Task item: Where does the word "order" appear in the data? Copy every line that holds it.

BEGIN Provided records

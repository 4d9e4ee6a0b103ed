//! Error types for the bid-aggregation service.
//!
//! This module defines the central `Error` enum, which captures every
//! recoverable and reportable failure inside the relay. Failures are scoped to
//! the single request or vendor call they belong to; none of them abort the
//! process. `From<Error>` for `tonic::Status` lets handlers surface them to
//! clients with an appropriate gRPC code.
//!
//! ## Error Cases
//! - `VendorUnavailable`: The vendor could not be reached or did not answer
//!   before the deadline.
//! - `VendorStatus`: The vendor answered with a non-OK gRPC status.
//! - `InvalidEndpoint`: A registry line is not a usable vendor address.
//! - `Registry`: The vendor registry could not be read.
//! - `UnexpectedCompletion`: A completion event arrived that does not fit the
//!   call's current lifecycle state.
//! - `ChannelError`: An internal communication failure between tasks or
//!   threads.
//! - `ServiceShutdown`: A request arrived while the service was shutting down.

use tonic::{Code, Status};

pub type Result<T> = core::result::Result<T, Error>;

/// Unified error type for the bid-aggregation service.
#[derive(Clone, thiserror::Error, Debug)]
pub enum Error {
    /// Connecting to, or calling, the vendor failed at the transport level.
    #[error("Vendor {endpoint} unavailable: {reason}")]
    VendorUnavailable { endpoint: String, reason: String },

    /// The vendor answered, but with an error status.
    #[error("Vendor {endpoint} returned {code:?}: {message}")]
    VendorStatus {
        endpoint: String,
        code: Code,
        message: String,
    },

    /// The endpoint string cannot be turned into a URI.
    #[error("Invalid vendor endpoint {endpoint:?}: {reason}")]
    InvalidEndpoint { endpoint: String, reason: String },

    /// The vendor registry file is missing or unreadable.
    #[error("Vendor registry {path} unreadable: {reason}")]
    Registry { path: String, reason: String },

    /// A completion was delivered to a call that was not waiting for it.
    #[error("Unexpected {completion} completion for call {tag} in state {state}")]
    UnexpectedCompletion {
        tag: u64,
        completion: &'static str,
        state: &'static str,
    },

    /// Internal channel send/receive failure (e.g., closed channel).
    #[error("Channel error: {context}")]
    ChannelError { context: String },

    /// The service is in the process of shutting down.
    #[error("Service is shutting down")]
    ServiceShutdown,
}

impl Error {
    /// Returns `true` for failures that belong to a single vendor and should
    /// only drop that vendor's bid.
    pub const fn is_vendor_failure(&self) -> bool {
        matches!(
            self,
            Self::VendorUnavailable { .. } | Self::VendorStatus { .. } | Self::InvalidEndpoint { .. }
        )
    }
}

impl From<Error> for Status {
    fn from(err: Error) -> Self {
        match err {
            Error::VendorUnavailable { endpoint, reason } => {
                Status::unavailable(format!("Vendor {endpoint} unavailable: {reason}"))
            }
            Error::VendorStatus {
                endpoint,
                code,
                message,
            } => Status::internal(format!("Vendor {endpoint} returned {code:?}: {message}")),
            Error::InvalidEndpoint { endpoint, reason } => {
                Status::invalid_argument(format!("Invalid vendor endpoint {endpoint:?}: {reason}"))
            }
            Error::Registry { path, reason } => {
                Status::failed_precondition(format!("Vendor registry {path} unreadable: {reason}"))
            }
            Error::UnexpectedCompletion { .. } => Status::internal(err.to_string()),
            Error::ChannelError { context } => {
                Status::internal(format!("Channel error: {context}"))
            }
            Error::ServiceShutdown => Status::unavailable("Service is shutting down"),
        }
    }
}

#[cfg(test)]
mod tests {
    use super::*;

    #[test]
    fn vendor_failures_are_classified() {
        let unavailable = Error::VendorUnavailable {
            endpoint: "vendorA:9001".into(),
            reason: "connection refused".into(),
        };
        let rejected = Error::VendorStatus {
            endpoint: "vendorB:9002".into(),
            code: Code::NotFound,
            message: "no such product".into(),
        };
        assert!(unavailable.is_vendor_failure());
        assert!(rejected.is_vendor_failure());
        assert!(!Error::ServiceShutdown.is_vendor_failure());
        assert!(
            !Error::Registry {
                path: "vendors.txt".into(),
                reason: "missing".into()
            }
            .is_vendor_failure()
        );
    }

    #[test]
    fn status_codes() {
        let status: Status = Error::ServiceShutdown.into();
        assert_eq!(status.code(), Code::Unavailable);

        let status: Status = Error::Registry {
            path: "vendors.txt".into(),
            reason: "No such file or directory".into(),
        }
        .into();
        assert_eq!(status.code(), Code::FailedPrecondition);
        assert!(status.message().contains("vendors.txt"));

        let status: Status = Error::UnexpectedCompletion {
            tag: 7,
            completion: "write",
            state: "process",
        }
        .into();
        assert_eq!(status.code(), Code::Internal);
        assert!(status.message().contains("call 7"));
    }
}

END Provided records
BEGIN Provided records

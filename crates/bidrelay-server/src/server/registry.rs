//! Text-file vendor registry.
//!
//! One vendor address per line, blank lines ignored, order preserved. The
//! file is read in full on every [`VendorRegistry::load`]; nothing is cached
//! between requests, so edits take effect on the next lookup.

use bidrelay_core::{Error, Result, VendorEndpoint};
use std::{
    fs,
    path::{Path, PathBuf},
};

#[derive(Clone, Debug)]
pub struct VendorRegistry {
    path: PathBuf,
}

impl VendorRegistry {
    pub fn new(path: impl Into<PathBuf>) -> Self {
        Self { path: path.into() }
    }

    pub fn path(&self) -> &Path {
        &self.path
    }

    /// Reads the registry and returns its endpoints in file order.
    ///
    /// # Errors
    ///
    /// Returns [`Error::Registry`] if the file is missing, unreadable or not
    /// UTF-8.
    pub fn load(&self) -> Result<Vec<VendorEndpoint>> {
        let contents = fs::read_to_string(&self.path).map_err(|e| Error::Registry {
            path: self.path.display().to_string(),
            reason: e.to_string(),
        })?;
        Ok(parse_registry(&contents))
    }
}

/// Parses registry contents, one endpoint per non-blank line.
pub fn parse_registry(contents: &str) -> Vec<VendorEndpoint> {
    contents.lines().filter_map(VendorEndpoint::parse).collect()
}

END Provided records
BEGIN Provided records

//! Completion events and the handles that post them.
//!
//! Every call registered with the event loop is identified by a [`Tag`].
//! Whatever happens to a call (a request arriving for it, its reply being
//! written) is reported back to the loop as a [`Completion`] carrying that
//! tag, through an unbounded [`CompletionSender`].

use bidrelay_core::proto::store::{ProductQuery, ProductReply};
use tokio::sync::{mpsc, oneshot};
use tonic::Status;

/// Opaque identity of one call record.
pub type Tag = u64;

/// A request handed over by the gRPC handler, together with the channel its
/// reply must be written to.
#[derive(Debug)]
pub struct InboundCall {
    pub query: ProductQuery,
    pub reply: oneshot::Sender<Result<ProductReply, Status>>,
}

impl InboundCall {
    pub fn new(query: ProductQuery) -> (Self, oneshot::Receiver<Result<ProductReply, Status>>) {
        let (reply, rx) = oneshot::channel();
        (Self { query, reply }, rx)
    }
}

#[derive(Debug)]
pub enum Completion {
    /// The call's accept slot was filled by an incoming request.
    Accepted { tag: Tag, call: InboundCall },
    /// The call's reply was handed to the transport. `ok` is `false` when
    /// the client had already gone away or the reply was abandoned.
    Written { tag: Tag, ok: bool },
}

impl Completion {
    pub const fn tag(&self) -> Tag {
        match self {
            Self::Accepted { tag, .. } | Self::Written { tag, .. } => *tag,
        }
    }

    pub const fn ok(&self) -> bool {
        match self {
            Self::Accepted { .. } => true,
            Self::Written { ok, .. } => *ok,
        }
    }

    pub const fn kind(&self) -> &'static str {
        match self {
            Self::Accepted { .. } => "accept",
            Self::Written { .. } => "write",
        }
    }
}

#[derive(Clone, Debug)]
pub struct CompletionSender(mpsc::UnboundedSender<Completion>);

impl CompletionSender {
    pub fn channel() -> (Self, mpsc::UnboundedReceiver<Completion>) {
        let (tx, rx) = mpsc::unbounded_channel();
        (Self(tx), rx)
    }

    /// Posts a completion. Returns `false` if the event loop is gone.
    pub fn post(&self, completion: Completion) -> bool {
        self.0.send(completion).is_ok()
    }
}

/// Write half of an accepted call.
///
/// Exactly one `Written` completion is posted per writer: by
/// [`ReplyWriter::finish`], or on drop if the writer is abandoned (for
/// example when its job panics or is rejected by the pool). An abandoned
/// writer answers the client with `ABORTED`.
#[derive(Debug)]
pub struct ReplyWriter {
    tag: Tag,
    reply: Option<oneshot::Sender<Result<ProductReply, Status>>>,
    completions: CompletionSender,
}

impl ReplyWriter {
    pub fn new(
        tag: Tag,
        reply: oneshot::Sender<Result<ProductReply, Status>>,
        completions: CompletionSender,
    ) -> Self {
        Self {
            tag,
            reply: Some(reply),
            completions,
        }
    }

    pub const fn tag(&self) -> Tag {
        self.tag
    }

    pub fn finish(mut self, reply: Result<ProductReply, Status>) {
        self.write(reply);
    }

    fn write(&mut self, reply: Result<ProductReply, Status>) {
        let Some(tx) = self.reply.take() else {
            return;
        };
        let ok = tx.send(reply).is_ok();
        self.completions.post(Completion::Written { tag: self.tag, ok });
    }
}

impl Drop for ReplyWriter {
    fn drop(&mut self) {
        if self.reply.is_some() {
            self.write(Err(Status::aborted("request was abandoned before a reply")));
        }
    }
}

END Provided records

Answer for this exercise:
//! One vendor address per line, blank lines ignored, order preserved. The
    /// Reads the registry and returns its endpoints in file order.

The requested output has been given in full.